Nippon Steel to ally with Posco on coal deals

Nippon Steel Corp., the world’s second-largest steelmaker, said it will cooperate with Korea’s Posco in talks with suppliers over iron ore and coking coal contract prices for this year.
“Sure, we already have [an] alliance with Posco,” Akio Mimura, chairman of Tokyo-based Nippon Steel told reporters in Seoul on Saturday when asked if the company plans to cooperate with the Korean steelmaker in raw material negotiations with miners. They have not started talks yet, he said without elaborating.
Baosteel Group Corp., China’s biggest steelmaker, started talks to set annual contract prices with Rio Tinto Group last week in Shanghai.
Prices, which have risen the past six years to a record, may fall 30 percent, according to a Bloomberg News survey of 11 analysts last week, trimming profits for London-based Rio and BHP Billiton Ltd. of Melbourne, the world’s No. 2 and 3 iron ore exporters respectively.
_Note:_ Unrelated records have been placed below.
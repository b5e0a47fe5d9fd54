//! Guest values
//!
//! [`Value`] is the bridge's view of a guest-language value. Scalars and
//! containers are plain data; foreign entities appear as handles
//! ([`ProxyObject`], [`ProxyClass`], [`PackageHandle`]) whose identity is the
//! foreign identity.

use crate::adapter::stream::GuestStream;
use crate::error::GuestResult;
use crate::namespace::PackageHandle;
use crate::proxy::{ProxyClass, ProxyObject};
use std::cmp::Ordering;
use std::fmt;
use std::sync::Arc;

/// A guest block or proc
#[derive(Clone)]
pub struct Block(Arc<dyn Fn(&[Value]) -> GuestResult<Value> + Send + Sync>);

impl Block {
    /// Wrap a closure
    pub fn new<F>(f: F) -> Self
    where
        F: Fn(&[Value]) -> GuestResult<Value> + Send + Sync + 'static,
    {
        Block(Arc::new(f))
    }

    /// Call the block
    pub fn call(&self, args: &[Value]) -> GuestResult<Value> {
        (self.0)(args)
    }

    /// Check if two blocks are the same closure
    pub fn ptr_eq(&self, other: &Block) -> bool {
        Arc::ptr_eq(&self.0, &other.0)
    }
}

impl fmt::Debug for Block {
    fn fmt(&self, f: &mut fmt::Formatter<'_>) -> fmt::Result {
        write!(f, "#<Proc>")
    }
}

/// A guest value
#[derive(Debug, Clone)]
pub enum Value {
    /// `nil`
    Nil,
    /// Boolean
    Bool(bool),
    /// Integer
    Int(i64),
    /// Float
    Float(f64),
    /// String
    Str(String),
    /// Array
    Array(Vec<Value>),
    /// Insertion-ordered hash
    Hash(Vec<(Value, Value)>),
    /// Foreign instance
    Object(ProxyObject),
    /// Foreign class
    Class(Arc<ProxyClass>),
    /// Foreign package
    Package(Arc<PackageHandle>),
    /// Proc
    Proc(Block),
    /// Guest stream over a foreign stream
    Io(Arc<GuestStream>),
}

impl Value {
    /// Build a string value
    pub fn str(s: impl Into<String>) -> Self {
        Value::Str(s.into())
    }

    /// Check for `nil`
    pub fn is_nil(&self) -> bool {
        matches!(self, Value::Nil)
    }

    /// Guest truthiness: everything except `nil` and `false`
    pub fn truthy(&self) -> bool {
        !matches!(self, Value::Nil | Value::Bool(false))
    }

    /// Integer payload
    pub fn as_int(&self) -> Option<i64> {
        match self {
            Value::Int(i) => Some(*i),
            _ => None,
        }
    }

    /// String payload
    pub fn as_str(&self) -> Option<&str> {
        match self {
            Value::Str(s) => Some(s),
            _ => None,
        }
    }

    /// Foreign object payload
    pub fn as_object(&self) -> Option<&ProxyObject> {
        match self {
            Value::Object(o) => Some(o),
            _ => None,
        }
    }

    /// Foreign class payload
    pub fn as_class(&self) -> Option<&Arc<ProxyClass>> {
        match self {
            Value::Class(c) => Some(c),
            _ => None,
        }
    }

    /// Package payload
    pub fn as_package(&self) -> Option<&Arc<PackageHandle>> {
        match self {
            Value::Package(p) => Some(p),
            _ => None,
        }
    }

    /// Array payload
    pub fn as_array(&self) -> Option<&[Value]> {
        match self {
            Value::Array(items) => Some(items),
            _ => None,
        }
    }

    /// Look up a key in a hash value
    pub fn hash_get(&self, key: &Value) -> Option<&Value> {
        match self {
            Value::Hash(entries) => entries.iter().find(|(k, _)| k == key).map(|(_, v)| v),
            _ => None,
        }
    }

    /// Guest class name of this value
    pub fn type_name(&self) -> String {
        match self {
            Value::Nil => "NilClass".to_string(),
            Value::Bool(true) => "TrueClass".to_string(),
            Value::Bool(false) => "FalseClass".to_string(),
            Value::Int(_) => "Integer".to_string(),
            Value::Float(_) => "Float".to_string(),
            Value::Str(_) => "String".to_string(),
            Value::Array(_) => "Array".to_string(),
            Value::Hash(_) => "Hash".to_string(),
            Value::Object(o) => o.class().guest_name().to_string(),
            Value::Class(_) => "Class".to_string(),
            Value::Package(_) => "Module".to_string(),
            Value::Proc(_) => "Proc".to_string(),
            Value::Io(_) => "IO".to_string(),
        }
    }

    /// Ordering between guest scalars
    ///
    /// Numbers compare across integer/float; strings lexicographically. Any
    /// other pairing is incomparable.
    pub fn partial_cmp_scalar(&self, other: &Value) -> Option<Ordering> {
        match (self, other) {
            (Value::Int(a), Value::Int(b)) => Some(a.cmp(b)),
            (Value::Int(a), Value::Float(b)) => (*a as f64).partial_cmp(b),
            (Value::Float(a), Value::Int(b)) => a.partial_cmp(&(*b as f64)),
            (Value::Float(a), Value::Float(b)) => a.partial_cmp(b),
            (Value::Str(a), Value::Str(b)) => Some(a.cmp(b)),
            _ => None,
        }
    }
}

impl PartialEq for Value {
    fn eq(&self, other: &Self) -> bool {
        match (self, other) {
            (Value::Nil, Value::Nil) => true,
            (Value::Bool(a), Value::Bool(b)) => a == b,
            (Value::Int(a), Value::Int(b)) => a == b,
            (Value::Float(a), Value::Float(b)) => a == b,
            (Value::Int(a), Value::Float(b)) | (Value::Float(b), Value::Int(a)) => (*a as f64) == *b,
            (Value::Str(a), Value::Str(b)) => a == b,
            (Value::Array(a), Value::Array(b)) => a == b,
            (Value::Hash(a), Value::Hash(b)) => {
                a.len() == b.len()
                    && a.iter().all(|(k, v)| b.iter().any(|(k2, v2)| k == k2 && v == v2))
            }
            (Value::Object(a), Value::Object(b)) => a == b,
            (Value::Class(a), Value::Class(b)) => Arc::ptr_eq(a, b),
            (Value::Package(a), Value::Package(b)) => Arc::ptr_eq(a, b),
            (Value::Proc(a), Value::Proc(b)) => a.ptr_eq(b),
            (Value::Io(a), Value::Io(b)) => Arc::ptr_eq(a, b),
            _ => false,
        }
    }
}

impl fmt::Display for Value {
    fn fmt(&self, f: &mut fmt::Formatter<'_>) -> fmt::Result {
        match self {
            Value::Nil => write!(f, "nil"),
            Value::Bool(b) => write!(f, "{}", b),
            Value::Int(i) => write!(f, "{}", i),
            Value::Float(x) => write!(f, "{}", x),
            Value::Str(s) => write!(f, "{:?}", s),
            Value::Array(items) => {
                write!(f, "[")?;
                for (i, item) in items.iter().enumerate() {
                    if i > 0 {
                        write!(f, ", ")?;
                    }
                    write!(f, "{}", item)?;
                }
                write!(f, "]")
            }
            Value::Hash(entries) => {
                write!(f, "{{")?;
                for (i, (k, v)) in entries.iter().enumerate() {
                    if i > 0 {
                        write!(f, ", ")?;
                    }
                    write!(f, "{} => {}", k, v)?;
                }
                write!(f, "}}")
            }
            Value::Object(o) => write!(f, "#<{}:#{}>", o.class().guest_name(), o.id().0),
            Value::Class(c) => write!(f, "{}", c.guest_name()),
            Value::Package(p) => write!(f, "{}", p.guest_name()),
            Value::Proc(_) => write!(f, "#<Proc>"),
            Value::Io(_) => write!(f, "#<IO>"),
        }
    }
}

impl From<bool> for Value {
    fn from(b: bool) -> Self {
        Value::Bool(b)
    }
}

impl From<i64> for Value {
    fn from(i: i64) -> Self {
        Value::Int(i)
    }
}

impl From<&str> for Value {
    fn from(s: &str) -> Self {
        Value::Str(s.to_string())
    }
}

impl From<String> for Value {
    fn from(s: String) -> Self {
        Value::Str(s)
    }
}

impl From<Vec<Value>> for Value {
    fn from(items: Vec<Value>) -> Self {
        Value::Array(items)
    }
}

#[cfg(test)]
mod tests {
    use super::*;

    #[test]
    fn test_truthiness() {
        assert!(!Value::Nil.truthy());
        assert!(!Value::Bool(false).truthy());
        assert!(Value::Int(0).truthy());
        assert!(Value::str("").truthy());
    }

    #[test]
    fn test_numeric_equality_and_order() {
        assert_eq!(Value::Int(2), Value::Float(2.0));
        assert_eq!(Value::Int(1).partial_cmp_scalar(&Value::Float(1.5)), Some(Ordering::Less));
        assert_eq!(Value::str("a").partial_cmp_scalar(&Value::Int(1)), None);
    }

    #[test]
    fn test_hash_equality_ignores_order() {
        let a = Value::Hash(vec![(Value::str("a"), Value::Int(1)), (Value::str("b"), Value::Int(2))]);
        let b = Value::Hash(vec![(Value::str("b"), Value::Int(2)), (Value::str("a"), Value::Int(1))]);
        assert_eq!(a, b);
        assert_eq!(a.hash_get(&Value::str("b")), Some(&Value::Int(2)));
    }

    #[test]
    fn test_block_call() {
        let double = Block::new(|args| Ok(Value::Int(args[0].as_int().unwrap_or(0) * 2)));
        assert_eq!(double.call(&[Value::Int(21)]).unwrap(), Value::Int(42));
        assert!(double.ptr_eq(&double.clone()));
    }

    #[test]
    fn test_display() {
        let v = Value::Array(vec![Value::Int(1), Value::str("x"), Value::Nil]);
        assert_eq!(v.to_string(), "[1, \"x\", nil]");
    }
}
Coking coal producers from Australia, Canada and Russia will begin talks with steelmakers next week in Japan to settle contract coking coal prices for the year starting April 1, the Tex Report said on Jan. 16 without citing anyone.
Goldman Sachs JBWere Pty predicts annual contract prices of coal will fall 60 percent and iron ore 30 percent from April. There may be a “wide gap” between prices that steelmakers and miners want for this year’s contracts when talks begin, Lee Ku-taek, outgoing chief executive of Pohang-based Posco, said on last Thursday.
Nippon Steel does not plan to shut down a blast furnace at the moment because of weakening demand, Mimura also said.